## WORK TASK:
Copy each line below containing "adds".

## PROVIDED DATA:
◆ ◆ ◆ ◆ ◆
fn check_hidden(visible: bool, what: &str) -> VitrinaResult<()> {
    check(!visible, &format!("{what} to be absent"), "displayed")
}

/// Build the registry with every sentence of the storefront suite.
///
/// # Errors
///
/// Returns [`VitrinaError::InvalidArgument`] if a pattern fails to compile,
/// which would be a bug in the catalogue itself.
#[allow(clippy::too_many_lines)]
pub fn catalogue() -> VitrinaResult<StepRegistry> {
    let mut registry = StepRegistry::new();

    // navigation
    registry.register("user is on the main page", |ctx, _args| {
        Box::pin(async move { ctx.main_page.load().await })
    })?;
    registry.register("user is on the product page", |ctx, _args| {
        Box::pin(async move { ctx.product_page.load().await })
    })?;
    registry.register("user is on the cart page", |ctx, _args| {
        Box::pin(async move {
            ctx.cart_page.load().await?;
            let on_cart = ctx.cart_page.is_url_matches().await?;
            check(on_cart, ctx.cart_page.url(), &ctx.session.current_url().await?)
        })
    })?;
    registry.register(r#"title contains "([^"]*)""#, |ctx, args| {
        Box::pin(async move {
            let expected = args.get(0)?.to_string();
            let title = ctx.session.title().await?;
            check(
                title.contains(&expected),
                &format!("title containing {expected:?}"),
                &title,
            )
        })
    })?;
    registry.register("user clicks on the SHOP NOW button", |ctx, _args| {
        Box::pin(async move { ctx.main_page.click_shop_now().await })
    })?;

    // product page
    registry.register(r#"user selects the "([^"]*)" size"#, |ctx, args| {
        Box::pin(async move {
            // validated before any browser interaction
            let size: SizeOption = args.get(0)?.parse()?;
            ctx.product_page.select_size(size).await
        })
    })?;
    registry.register("user adds the product to the cart", |ctx, _args| {
        Box::pin(async move { ctx.product_page.add_to_cart().await })
    })?;
    registry.register(r#"user adds the product "([^"]*)" to the cart"#, |ctx, args| {
        Box::pin(async move {
            let name = args.get(0)?.to_string();
            ctx.product_page.load().await?;
            ctx.product_page.select_product_by_name(&name).await?;
            ctx.product_page.add_to_cart().await
        })
    })?;
    registry.register("user subscribes to product", |ctx, _args| {
        Box::pin(async move { ctx.product_page.click_to_subscribe().await })
    })?;
    registry.register("user is on the FAQ section", |ctx, _args| {
        Box::pin(async move { ctx.product_page.load().await })
    })?;
    registry.register(r#"the FAQ title is "([^"]*)""#, |ctx, args| {
        Box::pin(async move {
            let expected = args.get(0)?.to_string();
            let title = ctx.product_page.faq_title().await?;
            check(title == expected, &expected, &title)
        })
    })?;
    registry.register(r"user clicks on accordion button (\d+)", |ctx, args| {
        Box::pin(async move {
            let position: usize = args.parse(0)?;
            if position == 0 {
                return Err(VitrinaError::InvalidArgument {
                    message: "accordion buttons are numbered from 1".to_string(),
                });
            }
            ctx.product_page.click_accordion_button(position - 1).await
        })
    })?;
    registry.register(r"accordion section (\d+) should be expanded", |ctx, args| {
        Box::pin(async move {
            let position: usize = args.parse(0)?;
            let expanded = ctx.product_page.is_section_expanded(position - 1).await?;
            check(expanded, &format!("section {position} expanded"), "collapsed")
        })
    })?;
    registry.register(r"accordion section (\d+) should be collapsed", |ctx, args| {
        Box::pin(async move {
            let position: usize = args.parse(0)?;
            let expanded = ctx.product_page.is_section_expanded(position - 1).await?;
            check(!expanded, &format!("section {position} collapsed"), "expanded")
        })
    })?;
    registry.register("only one accordion section should be expanded", |ctx, _args| {
        Box::pin(async move {
            let count = ctx.product_page.expanded_section_count().await?;
            check(count == 1, "exactly one expanded section", &count.to_string())
        })
    })?;

    // cart page
    registry.register(
        r#"user sees the message "Item has been added to cart""#,
        |ctx, _args| {
            Box::pin(async move {
                let shown = ctx.cart_page.is_success_message_displayed().await?;
                check_visible(shown, "the add-to-cart confirmation")
            })
        },
    )?;
    registry.register(r#"user should see the cart title "([^"]*)""#, |ctx, args| {
        Box::pin(async move {
            let expected = args.get(0)?.to_string();
            let title = ctx.cart_page.cart_title().await?;
            check(title == expected, &expected, &title)
        })
    })?;
    registry.register(
        r#"user should see the product "([^"]*)" with correct image and description"#,
        |ctx, args| {
            Box::pin(async move {
                let name = args.get(0)?.to_string();
                let product = ctx.cart_page.is_product_displayed(&name).await?;
                check_visible(product, &format!("product {name:?}"))?;
                let image = ctx.cart_page.is_product_image_displayed().await?;
                check_visible(image, "the product image")
            })
        },
    )?;
    registry.register(r#"the purchase type is "([^"]*)""#, |ctx, args| {
        Box::pin(async move {
            let expected = args.get(0)?.to_string();
            let purchase_type = ctx.cart_page.purchase_type().await?;
            check(purchase_type == expected, &expected, &purchase_type)
        })
    })?;
    registry.register(r"user increases the quantity to (\d+)", |ctx, args| {
        Box::pin(async move {
            let quantity: u32 = args.parse(0)?;
            ctx.cart_page.update_quantity(quantity).await?;
            ctx.cart_page.update_cart().await?;
            ctx.cart_page.wait_for_cart_to_update().await
        })
    })?;
    registry.register(r"user decreases the quantity to (\d+)", |ctx, args| {
        Box::pin(async move {
            let quantity: u32 = args.parse(0)?;
            ctx.cart_page.update_quantity(quantity).await?;
            ctx.cart_page.update_cart().await?;
            ctx.cart_page.wait_for_cart_to_update().await
        })
    })?;
    registry.register("the total price should be updated correctly", |ctx, _args| {
        Box::pin(async move {
            let quantity = ctx.cart_page.quantity().await?;
            let unit = ctx.cart_page.unit_price().await?;
            let total = ctx.cart_page.total_price().await?;
            let expected = unit * f64::from(quantity);
            check(
                (expected - total).abs() < 0.005,
                &format!("total {expected:.2}"),
                &format!("{total:.2}"),
            )
        })
    })?;
    registry.register("user removes the item", |ctx, _args| {
        Box::pin(async move {
            ctx.cart_page.remove_item().await?;
            ctx.cart_page.wait_for_cart_to_update().await
        })
    })?;
    registry.register("the remove button should be displayed", |ctx, _args| {
        Box::pin(async move {
            let shown = ctx.cart_page.is_remove_button_displayed().await?;
            check_visible(shown, "the remove button")
        })
    })?;
    registry.register("the cart should be empty", |ctx, _args| {
        Box::pin(async move {
            let empty = ctx.cart_page.is_cart_empty().await?;
            check_visible(empty, "the empty-cart message")
        })
    })?;

    // coupons
    registry.register(r#"user applies (?:a valid|an invalid) coupon code "([^"]*)""#, |ctx, args| {
        Box::pin(async move {
            let code = args.get(0)?.to_string();
            ctx.cart_page.apply_coupon(&code).await?;
            ctx.cart_page.wait_for_cart_to_update().await
        })
    })?;
    registry.register("the discount should be applied", |ctx, _args| {
        Box::pin(async move {
            let applied = ctx.cart_page.is_discount_applied().await?;
            check_visible(applied, "the discount amount")
        })
    })?;
    registry.register("no discount should be applied", |ctx, _args| {
        Box::pin(async move {
            let applied = ctx.cart_page.is_discount_applied().await?;
            check_hidden(applied, "the discount amount")
        })
    })?;
    registry.register("an error message should be displayed", |ctx, _args| {
        Box::pin(async move {
            let shown = ctx.cart_page.is_error_message_displayed().await?;
            check_visible(shown, "the error message")
        })
    })?;

    // checkout
    registry.register("user proceeds to checkout", |ctx, _args| {
        Box::pin(async move { ctx.cart_page.proceed_to_checkout().await })
    })?;
    registry.register(
        "user tries to proceed to checkout with an empty cart",
        |ctx, _args| Box::pin(async move { ctx.cart_page.proceed_to_checkout().await }),
    )?;
    registry.register("user should be on the checkout page", |ctx, _args| {
        Box::pin(async move {
            ctx.checkout_page.wait_until_ready().await?;
            let on_checkout = ctx.checkout_page.is_url_matches().await?;
            check(
                on_checkout,
                ctx.checkout_page.url(),
                &ctx.session.current_url().await?,
            )
        })
    })?;
    registry.register("user should be prevented from proceeding", |ctx, _args| {
        Box::pin(async move {
            let prevented = ctx.cart_page.is_prevented_from_checkout().await?;
            check_visible(prevented, "the checkout error")
        })
    })?;
    registry.register("user should remain on the cart page", |ctx, _args| {
        Box::pin(async move {
            let on_cart = ctx.cart_page.is_url_matches().await?;
            check(on_cart, ctx.cart_page.url(), &ctx.session.current_url().await?)
        })
    })?;
    registry.register("user fills out the checkout form", |ctx, _args| {
        Box::pin(async move {
            ctx.checkout_page
                .fill_in_checkout_form(&CheckoutForm::sample())
                .await
        })
    })?;
    registry.register("the purchase should be successfully completed", |ctx, _args| {
        Box::pin(async move {
            let source = ctx.session.page_source().await?;
            check(
                source.contains(PURCHASE_COMPLETED_MARKER),
                &format!("page containing {PURCHASE_COMPLETED_MARKER:?}"),
                "confirmation text missing",
            )
        })
    })?;

    Ok(registry)
}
◆ ◆ ◆ ◆ ◆
## RESPONSE TO THIS TASK:
    registry.register("user adds the product to the cart", |ctx, _args| {
    registry.register(r#"user adds the product "([^"]*)" to the cart"#, |ctx, args| {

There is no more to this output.